YOUR GOAL: What you give back should be exactly the opening lines of the data, ending with the line that contains "Shared by the" and including it.

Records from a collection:

□ □ □ □

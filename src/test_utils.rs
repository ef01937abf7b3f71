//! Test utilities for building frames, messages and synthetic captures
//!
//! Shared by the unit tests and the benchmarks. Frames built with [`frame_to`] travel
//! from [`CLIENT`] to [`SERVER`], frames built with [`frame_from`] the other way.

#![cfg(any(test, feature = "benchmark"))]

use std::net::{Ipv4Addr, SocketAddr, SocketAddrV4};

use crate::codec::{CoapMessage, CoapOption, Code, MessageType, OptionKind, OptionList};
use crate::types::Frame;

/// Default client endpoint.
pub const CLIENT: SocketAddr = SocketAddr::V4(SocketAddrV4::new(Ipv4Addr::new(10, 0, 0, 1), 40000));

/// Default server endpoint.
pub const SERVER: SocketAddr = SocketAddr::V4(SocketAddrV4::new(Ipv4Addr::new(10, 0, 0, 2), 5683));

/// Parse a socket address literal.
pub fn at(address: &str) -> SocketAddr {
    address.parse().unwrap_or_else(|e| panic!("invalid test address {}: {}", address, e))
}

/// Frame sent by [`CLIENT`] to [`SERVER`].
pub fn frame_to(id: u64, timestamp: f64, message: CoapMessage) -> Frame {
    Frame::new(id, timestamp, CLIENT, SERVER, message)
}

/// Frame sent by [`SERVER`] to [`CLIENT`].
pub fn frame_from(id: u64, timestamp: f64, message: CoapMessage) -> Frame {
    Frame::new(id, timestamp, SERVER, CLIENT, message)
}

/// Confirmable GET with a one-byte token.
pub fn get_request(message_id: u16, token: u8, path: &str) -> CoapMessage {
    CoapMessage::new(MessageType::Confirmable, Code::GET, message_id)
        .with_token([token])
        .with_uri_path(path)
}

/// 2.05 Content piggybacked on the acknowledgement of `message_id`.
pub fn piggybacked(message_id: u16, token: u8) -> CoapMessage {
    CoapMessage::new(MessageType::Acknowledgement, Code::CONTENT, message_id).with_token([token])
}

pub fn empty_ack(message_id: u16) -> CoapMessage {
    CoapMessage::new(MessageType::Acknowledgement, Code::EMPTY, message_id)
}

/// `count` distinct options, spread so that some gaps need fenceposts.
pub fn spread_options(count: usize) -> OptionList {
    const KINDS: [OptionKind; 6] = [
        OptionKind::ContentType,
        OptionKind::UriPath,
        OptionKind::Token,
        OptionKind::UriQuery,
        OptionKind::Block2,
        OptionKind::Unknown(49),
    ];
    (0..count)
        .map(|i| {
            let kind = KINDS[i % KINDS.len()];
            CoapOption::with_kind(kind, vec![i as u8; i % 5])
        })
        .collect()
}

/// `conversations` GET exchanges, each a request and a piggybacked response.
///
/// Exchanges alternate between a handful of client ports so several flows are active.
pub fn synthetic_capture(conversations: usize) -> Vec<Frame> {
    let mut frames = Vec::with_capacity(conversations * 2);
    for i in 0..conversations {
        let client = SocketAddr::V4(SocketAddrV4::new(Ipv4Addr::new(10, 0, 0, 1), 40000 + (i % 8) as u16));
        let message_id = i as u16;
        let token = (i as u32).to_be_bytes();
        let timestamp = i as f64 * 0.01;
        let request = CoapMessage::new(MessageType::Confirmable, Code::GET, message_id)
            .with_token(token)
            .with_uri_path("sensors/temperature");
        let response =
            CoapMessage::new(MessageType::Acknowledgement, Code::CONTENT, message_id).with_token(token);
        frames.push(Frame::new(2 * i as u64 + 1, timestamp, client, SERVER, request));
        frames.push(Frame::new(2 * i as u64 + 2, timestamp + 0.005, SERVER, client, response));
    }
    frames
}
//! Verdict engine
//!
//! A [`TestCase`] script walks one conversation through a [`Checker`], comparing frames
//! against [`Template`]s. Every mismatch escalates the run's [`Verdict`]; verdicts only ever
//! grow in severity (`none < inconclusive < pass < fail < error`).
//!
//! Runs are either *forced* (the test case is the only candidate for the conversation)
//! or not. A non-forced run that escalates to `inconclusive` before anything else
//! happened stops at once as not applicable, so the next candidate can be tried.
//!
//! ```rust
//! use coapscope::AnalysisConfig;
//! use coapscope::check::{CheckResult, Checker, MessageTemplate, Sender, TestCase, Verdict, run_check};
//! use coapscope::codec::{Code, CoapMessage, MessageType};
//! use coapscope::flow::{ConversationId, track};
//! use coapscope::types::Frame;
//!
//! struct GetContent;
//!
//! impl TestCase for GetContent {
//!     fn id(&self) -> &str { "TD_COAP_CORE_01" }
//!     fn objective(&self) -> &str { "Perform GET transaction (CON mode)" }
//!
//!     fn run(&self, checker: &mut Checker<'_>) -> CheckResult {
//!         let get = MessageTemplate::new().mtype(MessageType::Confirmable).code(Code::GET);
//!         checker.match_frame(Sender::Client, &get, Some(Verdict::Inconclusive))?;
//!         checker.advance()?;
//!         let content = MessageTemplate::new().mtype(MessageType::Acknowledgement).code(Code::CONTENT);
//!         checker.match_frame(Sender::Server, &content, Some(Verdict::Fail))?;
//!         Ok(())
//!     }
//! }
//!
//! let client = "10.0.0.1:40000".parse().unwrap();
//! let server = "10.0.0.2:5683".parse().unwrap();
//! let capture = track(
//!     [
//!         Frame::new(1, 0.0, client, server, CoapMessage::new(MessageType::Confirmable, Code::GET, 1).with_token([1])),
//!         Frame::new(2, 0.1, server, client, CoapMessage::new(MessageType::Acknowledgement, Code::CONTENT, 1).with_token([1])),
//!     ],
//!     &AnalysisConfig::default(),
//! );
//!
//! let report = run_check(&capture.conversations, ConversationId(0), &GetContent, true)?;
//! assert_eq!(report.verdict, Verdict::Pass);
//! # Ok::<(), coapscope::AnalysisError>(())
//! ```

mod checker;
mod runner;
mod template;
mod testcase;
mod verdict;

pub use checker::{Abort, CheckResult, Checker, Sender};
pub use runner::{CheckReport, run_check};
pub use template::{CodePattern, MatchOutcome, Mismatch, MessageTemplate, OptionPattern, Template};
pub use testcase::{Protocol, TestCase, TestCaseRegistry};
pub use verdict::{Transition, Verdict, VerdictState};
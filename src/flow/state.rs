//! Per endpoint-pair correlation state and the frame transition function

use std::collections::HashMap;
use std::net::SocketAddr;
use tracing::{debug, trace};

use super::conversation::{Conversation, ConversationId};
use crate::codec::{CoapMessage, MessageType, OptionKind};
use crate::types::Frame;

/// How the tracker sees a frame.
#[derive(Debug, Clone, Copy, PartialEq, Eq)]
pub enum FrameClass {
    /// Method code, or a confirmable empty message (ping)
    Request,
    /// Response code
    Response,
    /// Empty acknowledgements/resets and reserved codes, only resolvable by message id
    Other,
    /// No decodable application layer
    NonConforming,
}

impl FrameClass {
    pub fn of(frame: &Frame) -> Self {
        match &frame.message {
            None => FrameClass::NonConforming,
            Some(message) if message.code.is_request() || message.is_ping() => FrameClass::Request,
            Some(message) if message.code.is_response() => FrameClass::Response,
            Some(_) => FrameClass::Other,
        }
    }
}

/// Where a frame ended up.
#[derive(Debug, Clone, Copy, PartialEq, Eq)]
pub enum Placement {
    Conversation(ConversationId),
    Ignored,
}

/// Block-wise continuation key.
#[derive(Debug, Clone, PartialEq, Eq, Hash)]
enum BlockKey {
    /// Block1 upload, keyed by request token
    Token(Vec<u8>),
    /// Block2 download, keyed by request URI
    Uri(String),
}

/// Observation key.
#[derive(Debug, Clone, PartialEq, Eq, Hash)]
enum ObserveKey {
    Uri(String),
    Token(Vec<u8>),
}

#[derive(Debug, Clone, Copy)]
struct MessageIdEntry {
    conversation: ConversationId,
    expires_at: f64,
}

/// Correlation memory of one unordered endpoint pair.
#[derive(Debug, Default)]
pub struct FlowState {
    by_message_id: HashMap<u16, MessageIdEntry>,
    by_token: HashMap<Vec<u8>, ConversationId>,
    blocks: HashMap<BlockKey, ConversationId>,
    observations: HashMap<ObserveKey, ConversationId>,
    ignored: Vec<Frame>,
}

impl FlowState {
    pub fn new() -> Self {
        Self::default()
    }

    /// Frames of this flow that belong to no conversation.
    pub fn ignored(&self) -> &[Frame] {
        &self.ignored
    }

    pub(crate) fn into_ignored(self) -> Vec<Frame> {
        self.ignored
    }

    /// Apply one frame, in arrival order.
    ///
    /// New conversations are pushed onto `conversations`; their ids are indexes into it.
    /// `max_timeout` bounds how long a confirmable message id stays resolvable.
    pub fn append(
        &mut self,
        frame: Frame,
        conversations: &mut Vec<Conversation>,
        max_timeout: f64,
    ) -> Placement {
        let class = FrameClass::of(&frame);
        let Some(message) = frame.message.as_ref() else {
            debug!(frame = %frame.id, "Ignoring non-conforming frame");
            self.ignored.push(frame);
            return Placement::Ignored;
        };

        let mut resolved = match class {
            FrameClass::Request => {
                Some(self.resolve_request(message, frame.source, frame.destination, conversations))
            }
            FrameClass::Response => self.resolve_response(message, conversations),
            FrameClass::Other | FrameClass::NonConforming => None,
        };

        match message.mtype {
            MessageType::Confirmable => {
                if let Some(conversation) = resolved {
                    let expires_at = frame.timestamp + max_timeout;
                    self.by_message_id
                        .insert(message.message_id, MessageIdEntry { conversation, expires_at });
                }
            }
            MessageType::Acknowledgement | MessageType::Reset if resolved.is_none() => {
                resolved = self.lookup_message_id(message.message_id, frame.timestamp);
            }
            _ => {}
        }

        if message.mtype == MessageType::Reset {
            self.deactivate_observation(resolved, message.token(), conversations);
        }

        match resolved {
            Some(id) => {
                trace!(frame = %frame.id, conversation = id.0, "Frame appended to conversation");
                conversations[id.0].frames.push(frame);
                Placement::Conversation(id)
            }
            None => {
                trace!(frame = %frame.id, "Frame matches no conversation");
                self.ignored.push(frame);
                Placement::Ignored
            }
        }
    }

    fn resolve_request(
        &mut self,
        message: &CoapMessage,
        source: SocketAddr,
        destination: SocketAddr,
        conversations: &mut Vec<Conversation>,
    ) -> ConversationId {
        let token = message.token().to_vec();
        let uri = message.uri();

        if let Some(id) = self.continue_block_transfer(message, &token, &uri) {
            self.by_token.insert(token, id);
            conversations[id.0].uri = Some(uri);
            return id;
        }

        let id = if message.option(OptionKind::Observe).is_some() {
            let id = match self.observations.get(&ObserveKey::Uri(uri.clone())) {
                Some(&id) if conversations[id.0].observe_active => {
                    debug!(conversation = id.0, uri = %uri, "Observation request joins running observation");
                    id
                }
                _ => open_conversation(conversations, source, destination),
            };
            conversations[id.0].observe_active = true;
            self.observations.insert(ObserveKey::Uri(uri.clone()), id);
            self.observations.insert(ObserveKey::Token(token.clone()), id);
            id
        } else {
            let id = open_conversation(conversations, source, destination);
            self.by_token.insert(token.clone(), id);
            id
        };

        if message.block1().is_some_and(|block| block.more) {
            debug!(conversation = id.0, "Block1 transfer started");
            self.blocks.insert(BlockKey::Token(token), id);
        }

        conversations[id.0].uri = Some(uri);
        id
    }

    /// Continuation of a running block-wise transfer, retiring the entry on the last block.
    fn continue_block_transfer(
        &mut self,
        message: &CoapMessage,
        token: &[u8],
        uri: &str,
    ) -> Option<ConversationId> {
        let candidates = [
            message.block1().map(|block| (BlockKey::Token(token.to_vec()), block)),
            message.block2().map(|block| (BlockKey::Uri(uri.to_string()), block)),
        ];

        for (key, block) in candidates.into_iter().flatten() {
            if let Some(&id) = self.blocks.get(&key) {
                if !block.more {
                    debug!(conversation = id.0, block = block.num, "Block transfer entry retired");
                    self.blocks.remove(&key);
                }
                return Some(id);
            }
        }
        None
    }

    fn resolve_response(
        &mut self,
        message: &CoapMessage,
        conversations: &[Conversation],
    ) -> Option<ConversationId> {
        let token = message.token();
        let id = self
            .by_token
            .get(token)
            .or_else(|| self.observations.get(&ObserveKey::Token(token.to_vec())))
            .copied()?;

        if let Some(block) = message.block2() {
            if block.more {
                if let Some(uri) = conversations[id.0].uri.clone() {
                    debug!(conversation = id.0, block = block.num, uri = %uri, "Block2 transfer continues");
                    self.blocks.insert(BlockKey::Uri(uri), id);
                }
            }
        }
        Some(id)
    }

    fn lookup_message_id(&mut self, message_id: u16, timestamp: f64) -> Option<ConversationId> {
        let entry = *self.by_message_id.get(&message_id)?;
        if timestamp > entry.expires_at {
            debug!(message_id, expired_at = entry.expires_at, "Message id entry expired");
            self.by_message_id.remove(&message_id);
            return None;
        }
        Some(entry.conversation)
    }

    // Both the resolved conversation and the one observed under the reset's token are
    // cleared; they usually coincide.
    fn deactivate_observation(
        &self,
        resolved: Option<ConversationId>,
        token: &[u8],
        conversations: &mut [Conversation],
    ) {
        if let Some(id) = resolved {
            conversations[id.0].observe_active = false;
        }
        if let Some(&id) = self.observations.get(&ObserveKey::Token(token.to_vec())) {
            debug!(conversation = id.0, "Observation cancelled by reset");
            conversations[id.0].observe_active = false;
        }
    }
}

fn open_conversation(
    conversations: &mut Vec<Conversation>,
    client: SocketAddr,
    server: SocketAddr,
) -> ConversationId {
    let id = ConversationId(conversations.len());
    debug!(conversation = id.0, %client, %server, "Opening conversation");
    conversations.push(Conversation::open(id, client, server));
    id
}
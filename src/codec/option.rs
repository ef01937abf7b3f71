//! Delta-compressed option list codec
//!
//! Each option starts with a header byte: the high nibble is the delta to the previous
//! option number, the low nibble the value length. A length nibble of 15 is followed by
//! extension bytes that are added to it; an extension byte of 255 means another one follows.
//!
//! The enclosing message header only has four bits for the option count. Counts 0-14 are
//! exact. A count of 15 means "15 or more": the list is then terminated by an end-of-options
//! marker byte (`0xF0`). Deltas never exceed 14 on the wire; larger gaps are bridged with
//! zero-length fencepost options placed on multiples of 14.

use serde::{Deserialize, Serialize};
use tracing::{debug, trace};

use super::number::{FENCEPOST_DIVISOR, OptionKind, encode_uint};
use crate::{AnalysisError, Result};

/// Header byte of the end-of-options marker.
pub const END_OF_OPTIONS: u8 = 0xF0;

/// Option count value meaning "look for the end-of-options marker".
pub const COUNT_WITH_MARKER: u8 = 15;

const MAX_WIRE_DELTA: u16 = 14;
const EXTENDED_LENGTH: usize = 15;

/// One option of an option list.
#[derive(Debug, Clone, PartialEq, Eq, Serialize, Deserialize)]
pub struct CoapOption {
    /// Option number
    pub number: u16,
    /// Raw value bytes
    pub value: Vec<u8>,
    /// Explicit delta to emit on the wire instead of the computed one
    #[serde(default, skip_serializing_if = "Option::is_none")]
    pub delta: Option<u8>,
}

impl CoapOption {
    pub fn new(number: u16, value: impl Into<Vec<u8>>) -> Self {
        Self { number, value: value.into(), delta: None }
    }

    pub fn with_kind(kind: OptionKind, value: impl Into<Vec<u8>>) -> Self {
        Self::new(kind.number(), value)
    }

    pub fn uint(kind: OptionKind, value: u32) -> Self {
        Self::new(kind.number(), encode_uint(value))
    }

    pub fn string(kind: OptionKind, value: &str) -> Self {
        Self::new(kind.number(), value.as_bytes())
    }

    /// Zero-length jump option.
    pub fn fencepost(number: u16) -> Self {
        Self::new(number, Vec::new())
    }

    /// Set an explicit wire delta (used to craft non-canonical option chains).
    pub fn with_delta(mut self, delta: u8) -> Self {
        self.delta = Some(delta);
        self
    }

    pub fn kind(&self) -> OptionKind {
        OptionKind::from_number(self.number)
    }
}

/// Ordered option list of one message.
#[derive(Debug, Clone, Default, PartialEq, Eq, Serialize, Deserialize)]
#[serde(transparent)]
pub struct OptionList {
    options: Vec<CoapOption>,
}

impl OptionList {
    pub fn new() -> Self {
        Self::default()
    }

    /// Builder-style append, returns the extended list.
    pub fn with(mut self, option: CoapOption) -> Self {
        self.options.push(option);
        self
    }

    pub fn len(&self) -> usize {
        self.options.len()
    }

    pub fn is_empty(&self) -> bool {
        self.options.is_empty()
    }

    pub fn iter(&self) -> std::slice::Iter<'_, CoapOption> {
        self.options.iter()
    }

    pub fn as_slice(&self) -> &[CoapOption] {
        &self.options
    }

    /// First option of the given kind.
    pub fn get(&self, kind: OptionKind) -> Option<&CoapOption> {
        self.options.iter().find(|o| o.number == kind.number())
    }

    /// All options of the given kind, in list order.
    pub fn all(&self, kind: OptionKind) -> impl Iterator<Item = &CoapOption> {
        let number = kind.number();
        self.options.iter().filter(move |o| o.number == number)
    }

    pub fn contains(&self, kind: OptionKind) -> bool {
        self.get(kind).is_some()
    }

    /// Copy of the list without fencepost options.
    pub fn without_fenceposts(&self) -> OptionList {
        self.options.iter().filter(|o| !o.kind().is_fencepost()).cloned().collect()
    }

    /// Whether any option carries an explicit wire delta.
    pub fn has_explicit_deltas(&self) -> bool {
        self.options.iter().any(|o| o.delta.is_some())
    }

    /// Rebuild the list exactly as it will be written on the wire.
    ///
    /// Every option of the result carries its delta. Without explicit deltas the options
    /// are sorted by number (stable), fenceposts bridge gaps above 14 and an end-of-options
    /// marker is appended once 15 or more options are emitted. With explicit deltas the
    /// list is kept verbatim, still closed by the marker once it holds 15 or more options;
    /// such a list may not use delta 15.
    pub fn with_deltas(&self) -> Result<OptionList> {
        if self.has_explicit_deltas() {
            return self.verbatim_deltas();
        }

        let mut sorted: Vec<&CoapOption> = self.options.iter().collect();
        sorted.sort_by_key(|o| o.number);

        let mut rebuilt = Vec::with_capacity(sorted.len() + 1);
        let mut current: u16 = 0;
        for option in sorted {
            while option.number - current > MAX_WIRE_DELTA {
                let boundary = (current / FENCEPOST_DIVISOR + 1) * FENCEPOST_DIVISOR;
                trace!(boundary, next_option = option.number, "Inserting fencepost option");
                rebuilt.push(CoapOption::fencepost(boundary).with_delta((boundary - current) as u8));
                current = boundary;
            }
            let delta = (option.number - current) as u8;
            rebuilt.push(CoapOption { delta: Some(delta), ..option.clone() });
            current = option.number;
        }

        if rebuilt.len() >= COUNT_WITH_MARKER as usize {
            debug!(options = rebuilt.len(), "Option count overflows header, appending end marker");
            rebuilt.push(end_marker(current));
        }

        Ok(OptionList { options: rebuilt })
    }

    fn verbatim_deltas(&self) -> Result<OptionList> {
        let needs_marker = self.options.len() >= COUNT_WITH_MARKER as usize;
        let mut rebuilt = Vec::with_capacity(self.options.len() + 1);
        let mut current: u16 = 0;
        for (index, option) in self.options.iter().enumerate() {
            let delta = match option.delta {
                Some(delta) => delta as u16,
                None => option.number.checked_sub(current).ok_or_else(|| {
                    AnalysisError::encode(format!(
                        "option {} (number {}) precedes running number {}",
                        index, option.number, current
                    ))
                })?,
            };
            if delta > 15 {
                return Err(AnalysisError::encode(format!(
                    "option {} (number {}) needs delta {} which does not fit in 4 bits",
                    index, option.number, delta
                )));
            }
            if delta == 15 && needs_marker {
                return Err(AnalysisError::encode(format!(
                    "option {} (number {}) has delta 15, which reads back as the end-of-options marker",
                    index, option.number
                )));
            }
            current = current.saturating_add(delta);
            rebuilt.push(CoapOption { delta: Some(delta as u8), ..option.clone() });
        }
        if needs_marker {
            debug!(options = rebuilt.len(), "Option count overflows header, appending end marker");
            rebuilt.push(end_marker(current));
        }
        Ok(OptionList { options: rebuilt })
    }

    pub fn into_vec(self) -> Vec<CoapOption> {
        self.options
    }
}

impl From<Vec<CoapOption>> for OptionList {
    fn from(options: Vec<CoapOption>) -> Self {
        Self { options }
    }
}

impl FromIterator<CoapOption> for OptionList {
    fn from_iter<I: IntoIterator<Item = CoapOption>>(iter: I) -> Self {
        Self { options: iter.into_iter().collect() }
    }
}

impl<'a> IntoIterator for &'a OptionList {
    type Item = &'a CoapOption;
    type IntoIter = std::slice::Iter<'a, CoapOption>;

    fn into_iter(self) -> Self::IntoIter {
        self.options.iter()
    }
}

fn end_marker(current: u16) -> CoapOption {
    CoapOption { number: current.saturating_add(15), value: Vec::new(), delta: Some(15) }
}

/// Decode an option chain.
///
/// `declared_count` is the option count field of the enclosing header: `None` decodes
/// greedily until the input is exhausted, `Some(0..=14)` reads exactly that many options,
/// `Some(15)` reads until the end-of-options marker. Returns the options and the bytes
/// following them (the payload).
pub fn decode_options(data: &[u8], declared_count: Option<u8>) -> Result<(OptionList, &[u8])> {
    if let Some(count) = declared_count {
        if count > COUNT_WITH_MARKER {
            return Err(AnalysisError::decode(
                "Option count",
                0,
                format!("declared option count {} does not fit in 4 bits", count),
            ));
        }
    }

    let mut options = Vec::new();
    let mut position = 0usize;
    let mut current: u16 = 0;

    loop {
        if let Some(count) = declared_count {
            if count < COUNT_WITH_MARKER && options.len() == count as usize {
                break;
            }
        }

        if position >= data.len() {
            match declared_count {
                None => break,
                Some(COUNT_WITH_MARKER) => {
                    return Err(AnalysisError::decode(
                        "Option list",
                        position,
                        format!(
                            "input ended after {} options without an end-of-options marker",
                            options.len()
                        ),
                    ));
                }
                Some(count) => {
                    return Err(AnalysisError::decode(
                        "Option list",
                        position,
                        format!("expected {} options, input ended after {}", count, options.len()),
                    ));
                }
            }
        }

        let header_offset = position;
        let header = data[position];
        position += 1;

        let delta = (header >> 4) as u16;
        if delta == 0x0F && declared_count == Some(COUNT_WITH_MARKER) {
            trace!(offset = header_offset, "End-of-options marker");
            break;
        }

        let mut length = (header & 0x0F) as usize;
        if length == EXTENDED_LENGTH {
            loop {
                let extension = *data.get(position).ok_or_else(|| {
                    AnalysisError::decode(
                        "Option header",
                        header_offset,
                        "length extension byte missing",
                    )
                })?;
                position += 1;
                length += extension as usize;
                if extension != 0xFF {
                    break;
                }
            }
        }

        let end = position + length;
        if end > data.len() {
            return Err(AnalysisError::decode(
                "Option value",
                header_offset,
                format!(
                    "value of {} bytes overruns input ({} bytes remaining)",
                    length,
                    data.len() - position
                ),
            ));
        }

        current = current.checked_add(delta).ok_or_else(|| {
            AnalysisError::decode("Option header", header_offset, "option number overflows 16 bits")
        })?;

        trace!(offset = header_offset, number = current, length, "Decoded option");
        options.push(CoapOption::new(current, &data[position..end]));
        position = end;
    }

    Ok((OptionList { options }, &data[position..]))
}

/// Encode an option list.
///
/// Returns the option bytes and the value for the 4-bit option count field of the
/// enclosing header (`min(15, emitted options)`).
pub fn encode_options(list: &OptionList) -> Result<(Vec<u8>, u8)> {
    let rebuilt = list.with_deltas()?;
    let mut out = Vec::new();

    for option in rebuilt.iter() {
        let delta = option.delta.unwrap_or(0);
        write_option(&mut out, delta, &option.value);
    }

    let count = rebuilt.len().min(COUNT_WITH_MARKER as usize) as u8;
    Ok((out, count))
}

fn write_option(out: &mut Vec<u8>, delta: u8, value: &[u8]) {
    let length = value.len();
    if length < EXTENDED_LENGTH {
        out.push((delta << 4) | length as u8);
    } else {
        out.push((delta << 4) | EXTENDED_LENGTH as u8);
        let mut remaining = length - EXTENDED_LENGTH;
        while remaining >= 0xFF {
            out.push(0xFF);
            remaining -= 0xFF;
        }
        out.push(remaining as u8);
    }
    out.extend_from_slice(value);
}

□ □ □ □

ANSWER AREA:
filename src/test_utils.rs
repository ef01937abf7b3f71
//! Test utilities for building frames, messages and synthetic captures
//!
//! Shared by the unit tests and the benchmarks. Frames built with [`frame_to`] travel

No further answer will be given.